- Exercise requirements: Your task is to gather the lines below that hold the string "receipt".
*** Records for the exercise
impl DigestPipeline {
    pub fn new(
        sources: Vec<SourceConfig>,
        filter: RelevanceFilter,
        fetcher: Arc<dyn PageFetcher>,
        state: StateTracker,
    ) -> Self {
        Self {
            sources,
            filter,
            fetcher,
            summarizer: FallbackSummarizer::from_backend(None),
            composer: DigestComposer::new(None),
            gateway: None,
            recipient: None,
            archive: None,
            state,
            settings: PipelineSettings::default(),
        }
    }

    pub fn with_backend(mut self, backend: Option<Arc<dyn GenerativeBackend>>) -> Self {
        self.summarizer = FallbackSummarizer::from_backend(backend.clone());
        self.composer = DigestComposer::new(backend);
        self
    }

    pub fn with_gateway(mut self, gateway: Arc<dyn DeliveryGateway>, recipient: impl Into<String>) -> Self {
        self.gateway = Some(gateway);
        self.recipient = Some(recipient.into());
        self
    }

    pub fn with_archive(mut self, archive: DigestArchive) -> Self {
        self.archive = Some(archive);
        self
    }

    pub fn with_settings(mut self, settings: PipelineSettings) -> Self {
        self.settings = settings;
        self
    }

    pub fn state(&self) -> &StateTracker {
        &self.state
    }

    /// Scrape, summarize, compose and (in normal mode) deliver one digest.
    ///
    /// A state database error before delivery aborts the run with nothing sent.
    /// Source, backend and delivery failures degrade the run, and once the
    /// digest is sent every state error is reported in the outcome instead.
    pub async fn run(&self, mode: RunMode) -> StateResult<RunReport> {
        let mut run = RunState::default();

        let candidates = self.scrape(&mut run).await;
        run.candidates = candidates.len();
        info!(count = run.candidates, "scraped candidates");

        let relevant = self.filter.filter(candidates);
        run.relevant = relevant.len();

        let mut seen_titles = HashSet::new();
        let unique = dedupe_titles(relevant, &mut seen_titles);
        run.unique = unique.len();

        let (mut items, dropped) = exclude_processed(unique, &self.state)?;
        run.already_processed = dropped;
        info!(
            relevant = run.relevant,
            unique = run.unique,
            already_processed = dropped,
            "filtered candidates"
        );

        let backlog = self.backlog(&items, &mut seen_titles, &mut run)?;
        items.extend(backlog);
        items.truncate(self.settings.max_items);
        run.selected = items.len();

        if items.is_empty() {
            info!("no news to send");
            return Ok(RunReport {
                state: run,
                outcome: RunOutcome::NothingToSend,
            });
        }

        if mode == RunMode::Normal {
            match self.state.record_discovered(&items) {
                Ok(recorded) => info!(recorded, "recorded discovered items"),
                Err(e) => warn!(error = %e, "failed to record discovered items"),
            }
        }

        self.fetch_bodies(&mut items, &mut run).await;

        let mut backend_throttle = Throttle::new(self.settings.backend_delay);
        self.summarize(&mut items, &mut backend_throttle, &mut run).await;

        let meta = if self.summarizer.has_primary() {
            backend_throttle.run(self.composer.compose(&items)).await
        } else {
            self.composer.compose(&items).await
        };
        let digest = Digest::new(meta, items);
        info!(subject = %digest.subject, items = digest.items.len(), "composed digest");

        self.archive(&digest);

        let outcome = match mode {
            RunMode::DryRun => RunOutcome::DryRun { digest },
            RunMode::Normal => self.deliver(digest).await,
        };

        Ok(RunReport { state: run, outcome })
    }

    /// Report state, gateway and source health plus one sample summary.
    /// Never delivers and never writes state.
    pub async fn probe(&self) -> StateResult<ProbeReport> {
        let stats = self.state.stats()?;

        let gateway_reachable = match &self.gateway {
            Some(gateway) => Some(gateway.verify_connectivity().await),
            None => None,
        };

        let mut sources = Vec::with_capacity(self.sources.len());
        let mut first_relevant: Option<NewsItem> = None;
        let mut source_throttle = Throttle::new(self.settings.source_delay);

        for source in &self.sources {
            match source_throttle.run(self.fetcher.fetch(&source.listing_url)).await {
                Ok(html) => {
                    let candidates = extract_candidates(&html, source, today());
                    let total = candidates.len();
                    let relevant = self.filter.filter(candidates);
                    sources.push(SourceProbe {
                        name: source.name.clone(),
                        candidates: total,
                        relevant: relevant.len(),
                        error: None,
                    });
                    if first_relevant.is_none() {
                        first_relevant = relevant.into_iter().next();
                    }
                }
                Err(e) => {
                    warn!(source = %source.name, error = %e, "source unavailable");
                    sources.push(SourceProbe {
                        name: source.name.clone(),
                        candidates: 0,
                        relevant: 0,
                        error: Some(e.to_string()),
                    });
                }
            }
        }

        let sample = match first_relevant {
            Some(item) => {
                let (summary, _) = self.summarizer.summarize_reporting(&item).await;
                Some((item.title, summary))
            }
            None => None,
        };

        Ok(ProbeReport {
            stats,
            gateway_reachable,
            sources,
            sample,
        })
    }

    async fn scrape(&self, run: &mut RunState) -> Vec<NewsItem> {
        let mut candidates = Vec::new();
        let mut source_throttle = Throttle::new(self.settings.source_delay);
        let fetched_on = today();

        for source in &self.sources {
            run.sources_attempted += 1;
            info!(source = %source.name, url = %source.listing_url, "scraping source");

            match source_throttle.run(self.fetcher.fetch(&source.listing_url)).await {
                Ok(html) => {
                    let found = extract_candidates(&html, source, fetched_on);
                    info!(source = %source.name, count = found.len(), "source scraped");
                    candidates.extend(found);
                }
                Err(e) => {
                    run.sources_failed += 1;
                    warn!(source = %source.name, error = %e, "source failed, skipping");
                }
            }
        }

        candidates
    }

    /// Undelivered items from earlier runs that are not already in `fresh`
    fn backlog(
        &self,
        fresh: &[NewsItem],
        seen_titles: &mut HashSet<String>,
        run: &mut RunState,
    ) -> StateResult<Vec<NewsItem>> {
        let room = self.settings.max_items.saturating_sub(fresh.len());
        if room == 0 {
            return Ok(Vec::new());
        }

        let fresh_urls: HashSet<&str> = fresh.iter().map(|i| i.url.as_str()).collect();
        let stored: Vec<NewsItem> = self
            .state
            .unprocessed(self.settings.max_items)?
            .into_iter()
            .map(|row| row.into_news_item())
            .filter(|item| !fresh_urls.contains(item.url.as_str()))
            .collect();

        let mut backlog = dedupe_titles(stored, seen_titles);
        backlog.truncate(room);
        run.backlog = backlog.len();
        if !backlog.is_empty() {
            info!(count = backlog.len(), "re-offering undelivered items");
        }
        Ok(backlog)
    }

    async fn fetch_bodies(&self, items: &mut [NewsItem], run: &mut RunState) {
        let mut throttle = Throttle::new(self.settings.article_delay);
        for item in items.iter_mut().filter(|i| i.content.is_none()) {
            item.content = throttle
                .run(fetch_article_body(self.fetcher.as_ref(), &item.url))
                .await;
            if item.content.is_some() {
                run.bodies_fetched += 1;
            }
        }
    }

    async fn summarize(&self, items: &mut [NewsItem], throttle: &mut Throttle, run: &mut RunState) {
        for item in items.iter_mut() {
            let call = self.summarizer.summarize_reporting(item);
            let (summary, fell_back) = if self.summarizer.has_primary() {
                throttle.run(call).await
            } else {
                call.await
            };
            if fell_back {
                run.fallback_summaries += 1;
            }
            info!(title = %item.title, "summarized");
            item.summary = Some(summary);
        }
    }

    fn archive(&self, digest: &Digest) {
        let Some(archive) = &self.archive else {
            return;
        };
        let html = DigestRenderer::html(digest);
        let text = DigestRenderer::text(digest);
        if let Err(e) = archive.save(digest, self.recipient.as_deref(), &html, &text) {
            warn!(error = %e, "failed to archive digest");
        }
    }

    async fn deliver(&self, mut digest: Digest) -> RunOutcome {
        let (Some(gateway), Some(recipient)) = (&self.gateway, &self.recipient) else {
            return RunOutcome::DeliveryFailed {
                error: DeliveryError::Message("no delivery gateway configured".to_string()),
                digest,
            };
        };

        let receipt = match gateway.send(&digest, recipient).await {
            Ok(receipt) => receipt,
            Err(error) => {
                warn!(error = %error, "delivery failed, items stay unprocessed");
                return RunOutcome::DeliveryFailed { error, digest };
            }
        };

        match self.state.mark_processed(&digest.items) {
            Ok(marked) => {
                let delivered_at = chrono::Utc::now();
                for item in &mut digest.items {
                    item.processed_at.get_or_insert(delivered_at);
                }
                info!(marked, receipt = %receipt.id, "digest delivered");
                RunOutcome::Sent { receipt, digest }
            }
            Err(error) => {
                warn!(error = %error, receipt = %receipt.id, "digest delivered but not marked processed");
                RunOutcome::SentUnmarked {
                    receipt,
                    digest,
                    error,
                }
            }
        }
    }
}
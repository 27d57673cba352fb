use chrono::{DateTime, Local, NaiveDate, Utc};
use serde::{Deserialize, Serialize};

/// Maximum length of a per-item summary, in characters.
pub const MAX_SUMMARY_CHARS: usize = 280;

/// Maximum length of fetched article body text, in characters.
pub const MAX_CONTENT_CHARS: usize = 1000;

/// One discovered piece of news
#[derive(Debug, Clone, PartialEq, Serialize, Deserialize)]
pub struct NewsItem {
    pub title: String,
    pub url: String,
    pub published_date: NaiveDate,
    pub source_name: String,
    pub content: Option<String>,
    pub summary: Option<String>,
    pub processed_at: Option<DateTime<Utc>>,
}

impl NewsItem {
    pub fn new(
        title: impl Into<String>,
        url: impl Into<String>,
        published_date: NaiveDate,
        source_name: impl Into<String>,
    ) -> Self {
        Self {
            title: title.into(),
            url: url.into(),
            published_date,
            source_name: source_name.into(),
            content: None,
            summary: None,
            processed_at: None,
        }
    }

    /// Text shown for the item in a digest: the summary when present, else the title.
    pub fn display_text(&self) -> &str {
        self.summary.as_deref().unwrap_or(&self.title)
    }
}

/// Subject line and intro paragraph for a digest
#[derive(Debug, Clone, PartialEq, Eq, Serialize, Deserialize)]
pub struct DigestMeta {
    pub subject: String,
    pub intro: String,
}

/// One outbound batch of summarized items
#[derive(Debug, Clone, Serialize, Deserialize)]
pub struct Digest {
    pub subject: String,
    pub intro: String,
    pub items: Vec<NewsItem>,
    pub created_at: DateTime<Utc>,
}

impl Digest {
    pub fn new(meta: DigestMeta, items: Vec<NewsItem>) -> Self {
        Self {
            subject: meta.subject,
            intro: meta.intro,
            items,
            created_at: Utc::now(),
        }
    }
}

/// Which extra extraction strategies a source needs on top of the default two
#[derive(Debug, Clone, Copy, PartialEq, Eq, Default, Serialize, Deserialize)]
#[serde(rename_all = "snake_case")]
pub enum ParserKind {
    #[default]
    Generic,
    ArticleCards,
    ContentAreas,
}

/// A web source to scrape
#[derive(Debug, Clone, PartialEq, Eq, Serialize, Deserialize)]
pub struct SourceConfig {
    pub name: String,
    pub base_url: String,
    pub listing_url: String,
    #[serde(default)]
    pub parser: ParserKind,
}

impl SourceConfig {
    pub fn new(
        name: impl Into<String>,
        base_url: impl Into<String>,
        listing_url: impl Into<String>,
        parser: ParserKind,
    ) -> Self {
        Self {
            name: name.into(),
            base_url: base_url.into(),
            listing_url: listing_url.into(),
            parser,
        }
    }

    /// The sources the digest has always been built from
    pub fn defaults() -> Vec<Self> {
        vec![
            Self::new(
                "Japan Sumo Association",
                "https://www.sumo.or.jp",
                "https://www.sumo.or.jp/En/",
                ParserKind::Generic,
            ),
            Self::new(
                "Japan Times Sumo",
                "https://www.japantimes.co.jp",
                "https://www.japantimes.co.jp/sports/sumo/",
                ParserKind::ArticleCards,
            ),
            Self::new(
                "IFS Sumo",
                "http://www.ifs-sumo.org",
                "http://www.ifs-sumo.org/",
                ParserKind::ContentAreas,
            ),
        ]
    }
}

/// Today's date in local time, used when no date can be inferred
pub fn today() -> NaiveDate {
    Local::now().date_naive()
}

/// Truncate to at most `max_chars` characters, marking the cut with "...".
pub fn truncate_chars(text: &str, max_chars: usize) -> String {
    if text.chars().count() <= max_chars {
        return text.to_string();
    }
    let keep = max_chars.saturating_sub(3);
    let mut out: String = text.chars().take(keep).collect();
    out.push_str("...");
    out
}

#[cfg(test)]
mod tests {
    use super::*;

    #[test]
    fn test_truncate_chars_short_text_unchanged() {
        assert_eq!(truncate_chars("Yokozuna", 280), "Yokozuna");
    }

    #[test]
    fn test_truncate_chars_marks_cut() {
        let long = "a".repeat(300);
        let out = truncate_chars(&long, 280);
        assert_eq!(out.chars().count(), 280);
        assert!(out.ends_with("..."));
    }

    #[test]
    fn test_truncate_chars_counts_characters_not_bytes() {
        let text = "横綱".repeat(200);
        let out = truncate_chars(&text, 280);
        assert_eq!(out.chars().count(), 280);
    }

    #[test]
    fn test_display_text_prefers_summary() {
        let mut item = NewsItem::new(
            "Hoshoryu wins basho",
            "https://example.com/a",
            today(),
            "Test",
        );
        assert_eq!(item.display_text(), "Hoshoryu wins basho");
        item.summary = Some("🥋 Hoshoryu wins basho".to_string());
        assert_eq!(item.display_text(), "🥋 Hoshoryu wins basho");
    }

    #[test]
    fn test_source_config_parser_defaults_to_generic() {
        let json = r#"{"name":"X","base_url":"https://x.jp","listing_url":"https://x.jp/news"}"#;
        let source: SourceConfig = serde_json::from_str(json).unwrap();
        assert_eq!(source.parser, ParserKind::Generic);
    }

    #[test]
    fn test_default_sources() {
        let sources = SourceConfig::defaults();
        assert_eq!(sources.len(), 3);
        assert_eq!(sources[1].parser, ParserKind::ArticleCards);
    }
}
******
- Expected answer:
        let receipt = match gateway.send(&digest, recipient).await {
            Ok(receipt) => receipt,
                info!(marked, receipt = %receipt.id, "digest delivered");
                RunOutcome::Sent { receipt, digest }
                warn!(error = %error, receipt = %receipt.id, "digest delivered but not marked processed");
                    receipt,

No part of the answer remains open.